Coinbase CEO Brian Armstrong stated the trade can not help the Senate Banking Committee’s newest draft of the CLARITY Act, warning that the invoice, as written, would go away the U.S. crypto trade worse off than the present regulatory establishment.
In a submit on X, Armstrong cited a number of considerations, together with what he described as a de facto ban on tokenized equities, new restrictions on decentralized finance that might grant the federal government broad entry to customers’ monetary knowledge, and provisions that weaken the Commodity Futures Buying and selling Fee whereas increasing the Securities and Trade Fee’s authority.
“After reviewing the Senate Banking draft textual content over the past 48hrs, Coinbase sadly can’t help the invoice as written,” Armstrong posted.

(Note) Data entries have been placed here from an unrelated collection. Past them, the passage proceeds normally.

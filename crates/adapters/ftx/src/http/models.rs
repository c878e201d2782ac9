// -------------------------------------------------------------------------------------------------
//  Copyright (C) 2015-2025 Nautech Systems Pty Ltd. All rights reserved.
//  https://nautechsystems.io
//
//  Licensed under the GNU Lesser General Public License Version 3.0 (the "License");
//  You may not use this file except in compliance with the License.
//  You may obtain a copy of the License at https://www.gnu.org/licenses/lgpl-3.0.en.html
//
//  Unless required by applicable law or agreed to in writing, software
//  distributed under the License is distributed on an "AS IS" BASIS,
//  WITHOUT WARRANTIES OR CONDITIONS OF ANY KIND, either express or implied.
//  See the License for the specific language governing permissions and
//  limitations under the License.
// -------------------------------------------------------------------------------------------------


//! Data transfer objects for FTX responses.

use chrono::{DateTime, Utc};
use serde::{Deserialize, Serialize};
use ustr::Ustr;

use crate::common::enums::{FtxOrderSide, FtxOrderStatus, FtxOrderType};

/// The `{"success": true, "result": ...}` envelope.
#[derive(Clone, Debug, Serialize, Deserialize)]
#[serde(rename_all = "camelCase")]
pub struct FtxResponse<T> {
    pub success: bool,
    pub result: T,
    /// Set on paginated endpoints when older rows exist beyond this page.
    #[serde(default)]
    pub has_more_data: bool,
}

/// An order as returned by the order endpoints.
///
/// # References
/// - <https://docs.ftx.com/#get-open-orders>
#[derive(Clone, Debug, PartialEq, Serialize, Deserialize)]
#[serde(rename_all = "camelCase")]
pub struct FtxOrder {
    pub id: u64,
    #[serde(default)]
    pub client_id: Option<String>,
    pub market: Ustr,
    #[serde(rename = "type")]
    pub order_type: FtxOrderType,
    pub side: FtxOrderSide,
    /// Null for market orders.
    pub price: Option<f64>,
    pub size: f64,
    #[serde(default)]
    pub filled_size: f64,
    #[serde(default)]
    pub remaining_size: f64,
    #[serde(default)]
    pub avg_fill_price: Option<f64>,
    pub status: FtxOrderStatus,
    pub created_at: DateTime<Utc>,
    #[serde(default)]
    pub reduce_only: bool,
    #[serde(default)]
    pub ioc: bool,
    #[serde(default)]
    pub post_only: bool,
}

impl FtxOrder {
    /// Returns true once any quantity has been executed.
    #[must_use]
    pub fn is_filled(&self) -> bool {
        self.filled_size > 0.0
    }
}

#[derive(Clone, Debug, PartialEq, Serialize, Deserialize)]
#[serde(rename_all = "camelCase")]
pub struct FtxBalance {
    pub coin: Ustr,
    pub free: f64,
    pub total: f64,
    #[serde(default)]
    pub usd_value: Option<f64>,
}

/// A spot or futures market.
#[derive(Clone, Debug, PartialEq, Serialize, Deserialize)]
#[serde(rename_all = "camelCase")]
pub struct FtxMarket {
    pub name: Ustr,
    #[serde(rename = "type")]
    pub market_type: String,
    #[serde(default)]
    pub base_currency: Option<Ustr>,
    #[serde(default)]
    pub quote_currency: Option<Ustr>,
    #[serde(default)]
    pub underlying: Option<Ustr>,
    #[serde(default)]
    pub enabled: bool,
    #[serde(default)]
    pub bid: Option<f64>,
    #[serde(default)]
    pub ask: Option<f64>,
    #[serde(default)]
    pub last: Option<f64>,
    pub price_increment: f64,
    pub size_increment: f64,
}

/// Order book levels as `[price, size]`, best first.
#[derive(Clone, Debug, Default, PartialEq, Serialize, Deserialize)]
pub struct FtxOrderbook {
    pub bids: Vec<(f64, f64)>,
    pub asks: Vec<(f64, f64)>,
}

impl FtxOrderbook {
    #[must_use]
    pub fn best_bid(&self) -> Option<f64> {
        self.bids.first().map(|(price, _)| *price)
    }

    #[must_use]
    pub fn best_ask(&self) -> Option<f64> {
        self.asks.first().map(|(price, _)| *price)
    }
}

////////////////////////////////////////////////////////////////////////////////
// Tests
////////////////////////////////////////////////////////////////////////////////

#[cfg(test)]
mod tests {
    use rstest::rstest;
    use serde_json::json;

    use super::*;

    #[rstest]
    fn test_order_deserializes() {
        let order: FtxOrder = serde_json::from_value(json!({
            "createdAt": "2019-03-05T09:56:55.728933+00:00",
            "filledSize": 10,
            "future": null,
            "id": 9596912,
            "market": "XRP/USD",
            "price": 0.306525,
            "avgFillPrice": 0.306526,
            "remainingSize": 31421,
            "side": "sell",
            "size": 31431,
            "status": "open",
            "type": "limit",
            "reduceOnly": false,
            "ioc": false,
            "postOnly": false,
            "clientId": null
        }))
        .unwrap();

        assert_eq!(order.id, 9_596_912);
        assert_eq!(order.market.as_str(), "XRP/USD");
        assert_eq!(order.side, FtxOrderSide::Sell);
        assert_eq!(order.status, FtxOrderStatus::Open);
        assert_eq!(order.created_at.timestamp(), 1_551_779_815);
        assert!(order.is_filled());
        assert_eq!(order.client_id, None);
    }

    #[rstest]
    fn test_envelope_has_more_data_defaults_false() {
        let response: FtxResponse<Vec<FtxBalance>> = serde_json::from_value(json!({
            "success": true,
            "result": [{"coin": "USD", "free": 4321.2, "total": 4340.2, "usdValue": 4340.2}]
        }))
        .unwrap();

        assert!(!response.has_more_data);
        assert_eq!(response.result[0].coin.as_str(), "USD");
    }

    #[rstest]
    fn test_orderbook_best_levels() {
        let book: FtxOrderbook = serde_json::from_value(json!({
            "asks": [[0.51, 100.0], [0.52, 50.0]],
            "bids": [[0.50, 80.0]]
        }))
        .unwrap();

        assert_eq!(book.best_bid(), Some(0.50));
        assert_eq!(book.best_ask(), Some(0.51));
        assert_eq!(FtxOrderbook::default().best_bid(), None);
    }
}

He additionally criticized draft amendments that will get rid of rewards on stablecoins, arguing they’d enable banks to suppress rising rivals.
“We’d slightly haven’t any invoice than a nasty invoice,” Armstrong stated on X, including that Coinbase would proceed pushing for a framework that treats crypto on a degree taking part in discipline with conventional monetary companies.
The feedback come a day earlier than the Senate Banking Committee is anticipated to mark up the CLARITY Act on Thursday, January 15.
The laws is attempting to make clear U.S. digital asset market construction by defining classes comparable to digital commodities, funding contracts, and cost stablecoins, whereas dividing oversight between the SEC and CFTC.
Coinbase’ points with stablecoin rewards
Stablecoin rewards have emerged as a flashpoint in negotiations. Coinbase had reportedly warned lawmakers it might withdraw help for the invoice if it restricts yield packages tied to stablecoins like USD Coin.
Coinbase shares in curiosity revenue generated from USDC reserves and makes use of a part of that income to supply incentives to customers, together with rewards of roughly 3.5% for Coinbase One clients.
Stablecoin-related income might have reached $1.3 billion in 2025, making the problem central to Coinbase’s enterprise mannequin.
Banking teams argue that yield-bearing stablecoins might draw deposits away from conventional banks, whereas crypto companies counter that banning rewards would stifle innovation and push customers towards offshore platforms.
“I’m really fairly optimistic that we are going to get to the correct final result with continued effort,” Armstrong later posted on X. “We’ll maintain exhibiting up and dealing with everybody to get there.”
Michael Saylor, government chairman of Technique, retweeted Armstrong’s submit, exhibiting his personal help with the choice.